Turning The Tide on Marine Debris

A UNDP-supported marine debris programme is helping to restore ecosystems & livelihoods after a category5 hurricane

June 15, 2022
marine debris pulled the sea off shore Abaco, The Bahamas

Industrial grade air conditioning unit just pulled out the sea off shore Green Turtle Cay in Abaco, The Bahamas.is being transferred onto a barge.

Photo: Juliette Deal/IDEA Relief

Teams snorkelling for debris dumped by Hurricane Dorian, were transferring a piece of sheet metal to their boat, when an octopus jumped in and scuttled for cover. Minutes later, another wrapped its tentacles around the arm of Friends of the Environment intern, Makayla McIntosh.

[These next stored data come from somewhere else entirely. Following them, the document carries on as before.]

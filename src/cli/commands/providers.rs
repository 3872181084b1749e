//! `credvault providers` — list the supported provider tags.

use crate::cli::{print_json, Cli};
use crate::errors::Result;
use crate::vault::Provider;

/// Execute the `providers` command.
pub fn execute(cli: &Cli) -> Result<()> {
    if cli.json {
        return print_json(&Provider::ALL);
    }

    for provider in Provider::ALL {
        println!("{provider}");
    }

    Ok(())
}
//! List filters, pagination and aggregate stats.

use std::collections::BTreeMap;

use serde::Serialize;

use super::record::Provider;
use crate::errors::{Result, VaultError};

/// Page number used when none is given.
pub const DEFAULT_PAGE: u32 = 1;

/// Page size used when none is given.
pub const DEFAULT_LIMIT: u32 = 20;

/// Optional filters for `list`.  Unset fields match everything.
#[derive(Debug, Clone, Default, PartialEq)]
pub struct ListFilter {
    /// Exact provider match.
    pub provider: Option<Provider>,
    /// Exact active-flag match.
    pub is_active: Option<bool>,
    /// Exact environment match.
    pub environment: Option<String>,
    /// Case-insensitive substring over name OR description.
    pub search: Option<String>,
}

impl ListFilter {
    pub fn provider(mut self, provider: Provider) -> Self {
        self.provider = Some(provider);
        self
    }

    pub fn active(mut self, is_active: bool) -> Self {
        self.is_active = Some(is_active);
        self
    }

    pub fn environment(mut self, environment: impl Into<String>) -> Self {
        self.environment = Some(environment.into());
        self
    }

    pub fn search(mut self, search: impl Into<String>) -> Self {
        self.search = Some(search.into());
        self
    }

    /// The search term, if it is non-blank.
    pub(crate) fn search_term(&self) -> Option<&str> {
        self.search
            .as_deref()
            .map(str::trim)
            .filter(|s| !s.is_empty())
    }
}

/// A validated page request.
#[derive(Debug, Clone, Copy, PartialEq, Eq)]
pub struct Pagination {
    pub page: u32,
    pub limit: u32,
}

impl Default for Pagination {
    fn default() -> Self {
        Self {
            page: DEFAULT_PAGE,
            limit: DEFAULT_LIMIT,
        }
    }
}

impl Pagination {
    /// Resolve optional `page`/`limit`, applying defaults and bounds.
    pub fn resolve(
        page: Option<u32>,
        limit: Option<u32>,
        default_limit: u32,
        max_limit: u32,
    ) -> Result<Self> {
        let page = page.unwrap_or(DEFAULT_PAGE);
        let limit = limit.unwrap_or(default_limit);

        if page < 1 {
            return Err(VaultError::Validation("page must be at least 1".into()));
        }
        if limit < 1 {
            return Err(VaultError::Validation("limit must be at least 1".into()));
        }
        if limit > max_limit {
            return Err(VaultError::Validation(format!(
                "limit cannot exceed {max_limit}"
            )));
        }

        Ok(Self { page, limit })
    }

    /// Number of records to skip.
    pub fn offset(&self) -> u64 {
        u64::from(self.page - 1) * u64::from(self.limit)
    }
}

/// One page of results plus the pagination block.
#[derive(Debug, Clone, Serialize)]
pub struct Page<T> {
    pub items: Vec<T>,
    pub page: u32,
    pub limit: u32,
    pub total: u64,
    pub pages: u64,
}

impl<T> Page<T> {
    pub fn new(items: Vec<T>, pagination: Pagination, total: u64) -> Self {
        Self {
            items,
            page: pagination.page,
            limit: pagination.limit,
            total,
            pages: page_count(total, pagination.limit),
        }
    }
}

/// `ceil(total / limit)`.
pub fn page_count(total: u64, limit: u32) -> u64 {
    total.div_ceil(u64::from(limit.max(1)))
}

/// Aggregate counts over the whole vault.
#[derive(Debug, Clone, Default, PartialEq, Serialize)]
#[serde(rename_all = "camelCase")]
pub struct Stats {
    pub total: u64,
    pub active: u64,
    /// Records consumed within the trailing window.
    pub recently_used: u64,
    pub by_provider: BTreeMap<Provider, u64>,
}

#[cfg(test)]
mod tests {
    use super::*;

    #[test]
    fn defaults_are_page_one_limit_twenty() {
        let p = Pagination::resolve(None, None, DEFAULT_LIMIT, 100).unwrap();
        assert_eq!(p, Pagination { page: 1, limit: 20 });
        assert_eq!(p.offset(), 0);
        assert_eq!(Pagination::default(), p);
    }

    #[test]
    fn offset_is_page_minus_one_times_limit() {
        let p = Pagination::resolve(Some(3), Some(10), DEFAULT_LIMIT, 100).unwrap();
        assert_eq!(p.offset(), 20);
    }

    #[test]
    fn rejects_zero_and_oversized_values() {
        assert!(Pagination::resolve(Some(0), None, 20, 100).is_err());
        assert!(Pagination::resolve(None, Some(0), 20, 100).is_err());
        assert!(Pagination::resolve(None, Some(101), 20, 100).is_err());
    }

    #[test]
    fn page_count_is_ceiling() {
        assert_eq!(page_count(0, 20), 0);
        assert_eq!(page_count(1, 20), 1);
        assert_eq!(page_count(20, 20), 1);
        assert_eq!(page_count(21, 20), 2);
        assert_eq!(page_count(45, 10), 5);
    }

    #[test]
    fn blank_search_is_ignored() {
        assert_eq!(ListFilter::default().search("   ").search_term(), None);
        assert_eq!(ListFilter::default().search(" key ").search_term(), Some("key"));
    }

    #[test]
    fn stats_serialize_provider_keys_as_tags() {
        let mut stats = Stats::default();
        stats.by_provider.insert(Provider::Stripe, 2);
        let json = serde_json::to_string(&stats).unwrap();
        assert!(json.contains(r#""byProvider":{"STRIPE":2}"#));
        assert!(json.contains(r#""recentlyUsed":0"#));
    }
}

The team had disturbed their new habitats - hidden within construction material cast into the sea in 2019 by Hurricane Dorian’s 185 mile per hour winds.

It ends well for the two creatures: The team finally located the elusive octopus, and Makayla was able to unwrap the other from her arm. Both were restored to the sea, unharmed, in compliance with a compassionate rule in their operating procedures. Later, the crew returned below water to clear away the rest of the captured habitats.

This is life in Abaco's territorial waters in 2021, two years after a category five hurricane.

The equivalent of 936 tons, or 1.8 million pounds of marine debris generated by Hurricane Dorian has been collected in removal efforts, guided by a UNDP-funded assessment report. This estimation does not include cars and boats.
Juliette Deal, Debris and Waste Management Specialist, UNDP Hurricane Dorian Recovery project

Diverse items – some organic, some hazardous – are displaced on land and sea, where they can endanger human life, eco systems and marine life. Unsuspecting creatures make these items their new habitats.

The octopuses provided amusing interludes in an otherwise serious undertaking.

Removal of marine debris is a critical intervention in the wake of a hurricane.

Removal of marine debris is particularly critical in Small Island Developing States (SIDS) that rely on tourism and their natural assets, for economic growth.